Peter George Hansford  is an English civil engineer. He served as the 146th President of the Institution of Civil Engineers (ICE) (2010-2011) and succeeded Paul Morrell as the UK government's chief construction adviser in November 2012.

Career
Hansford studied civil engineering at the University of Nottingham, and then worked at Amey Roadstone Construction and Maunsell Consultations Asia in Hong Kong. He later joined the Nichols Group, working as engineering manager for London's Docklands Light Railway City extension and Beckton extension projects (1989-1992). He also has a MBA from Cranfield University.

Hansford is a Fellow of the ICE and of the Association for Project Management, and chaired the ICE's expert panel contributing to the UK government's Low Carbon Construction IGT report (2010), a key building block of the industry reforms started by Morrell.

He was appointed Commander of the Order of the British Empire (CBE) in the 2020 New Year Honours for services to innovation in civil engineering.

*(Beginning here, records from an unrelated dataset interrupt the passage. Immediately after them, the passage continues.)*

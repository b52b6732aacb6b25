mod descriptor;
mod resolver;

pub use descriptor::{EntityTypeDescriptor, GENERALIZATION_ORDER, TypeField};
pub use resolver::{CatalogEntry, CatalogError, Resolution, TemplateId, TypeCatalog};
mod sim;

use std::fmt::Debug;

use glam::{DQuat, DVec3};

use crate::catalog::TemplateId;

pub use sim::{SimEntity, SimWorld};

#[derive(Debug, thiserror::Error)]
pub enum WorldError {
    #[error("unknown template: {0}")]
    UnknownTemplate(TemplateId),
}

/// Host simulation that mirrored entities live in.
///
/// Handles are owned by the world; the gateway only keeps copies of them.
/// Calls are made from a single thread and are never reentrant.
pub trait World {
    type Handle: Copy + Eq + Debug;

    fn create_entity(&mut self, template: &TemplateId) -> Result<Self::Handle, WorldError>;

    /// Disabling dynamics leaves the pose to be driven externally.
    fn set_dynamics_enabled(&mut self, handle: Self::Handle, enabled: bool);

    fn set_position(&mut self, handle: Self::Handle, position: DVec3);

    fn set_orientation(&mut self, handle: Self::Handle, orientation: DQuat);

    fn position(&self, handle: Self::Handle) -> Option<DVec3>;

    fn remove_entity(&mut self, handle: Self::Handle);
}
use derive_more::Display;
use serde::{Deserialize, Serialize};
use std::{str::FromStr, time::Duration};

/// Playback rate in frames per second, kept as a fraction so NTSC style
/// rates (30000/1001) stay exact.
#[derive(Debug, Display, Copy, Clone, PartialEq, Eq, Serialize, Deserialize)]
#[display("{num}/{den}")]
#[serde(try_from = "FrameRateRepr")]
pub struct FrameRate {
    pub num: u32,
    pub den: u32,
}

impl FrameRate {
    pub const DEFAULT: Self = Self::new(30, 1);

    pub const fn new(num: u32, den: u32) -> Self {
        Self { num, den }
    }

    pub fn fps(self) -> f64 {
        self.num as f64 / self.den as f64
    }

    /// Time one frame stays on screen.
    pub fn frame_interval(self) -> Duration {
        Duration::from_secs_f64(self.den as f64 / self.num as f64)
    }
}

impl Default for FrameRate {
    fn default() -> Self {
        Self::DEFAULT
    }
}

/// Accepted JSON shapes: `25`, `29.97`, `"30000/1001"` or `{ "num": .., "den": .. }`.
#[derive(Deserialize)]
#[serde(untagged)]
enum FrameRateRepr {
    Integer(u32),
    Decimal(f64),
    Text(String),
    Fraction { num: u32, den: u32 },
}

impl TryFrom<FrameRateRepr> for FrameRate {
    type Error = ParseFrameRateError;

    fn try_from(repr: FrameRateRepr) -> Result<Self, Self::Error> {
        match repr {
            FrameRateRepr::Integer(num) => num.to_string().parse(),
            FrameRateRepr::Decimal(fps) => fps.to_string().parse(),
            FrameRateRepr::Text(text) => text.parse(),
            FrameRateRepr::Fraction { num, den } => format!("{num}/{den}").parse(),
        }
    }
}

#[derive(thiserror::Error, Debug, PartialEq, Eq)]
#[error("invalid frame rate \"{0}\": expected a positive number or NUM/DEN")]
pub struct ParseFrameRateError(String);

impl FromStr for FrameRate {
    type Err = ParseFrameRateError;

    fn from_str(s: &str) -> Result<Self, Self::Err> {
        let err = || ParseFrameRateError(s.to_owned());
        let s = s.trim();

        let rate = match s.split_once('/') {
            Some((num, den)) => Self::new(
                num.trim().parse().map_err(|_| err())?,
                den.trim().parse().map_err(|_| err())?,
            ),
            None => match s.parse::<u32>() {
                Ok(num) => Self::new(num, 1),
                Err(_) => {
                    let fps: f64 = s.parse().map_err(|_| err())?;
                    if !fps.is_finite() || fps <= 0.0 || fps > u32::MAX as f64 / 1000.0 {
                        return Err(err());
                    }
                    Self::new((fps * 1000.0).round() as u32, 1000)
                }
            },
        };

        if rate.num == 0 || rate.den == 0 {
            return Err(err());
        }
        Ok(rate)
    }
}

Infrastructure Steering Committee

Hansford, ICE Past President, chaired the Infrastructure Steering Committee (ISC), a group of leading clients, consultants, contractors and academics who were a focal point for industry input into the work of the IUK Infrastructure Cost Review implementation programme. This Industry Standards Group report was prepared in response to the 2010 Infrastructure Cost Review programme.

Involved with the Infrastructure UK cost study, Hansford has also worked on various strategic reviews including ones for the Highways Agency, the Nuclear Decommissioning Authority and Network Rail.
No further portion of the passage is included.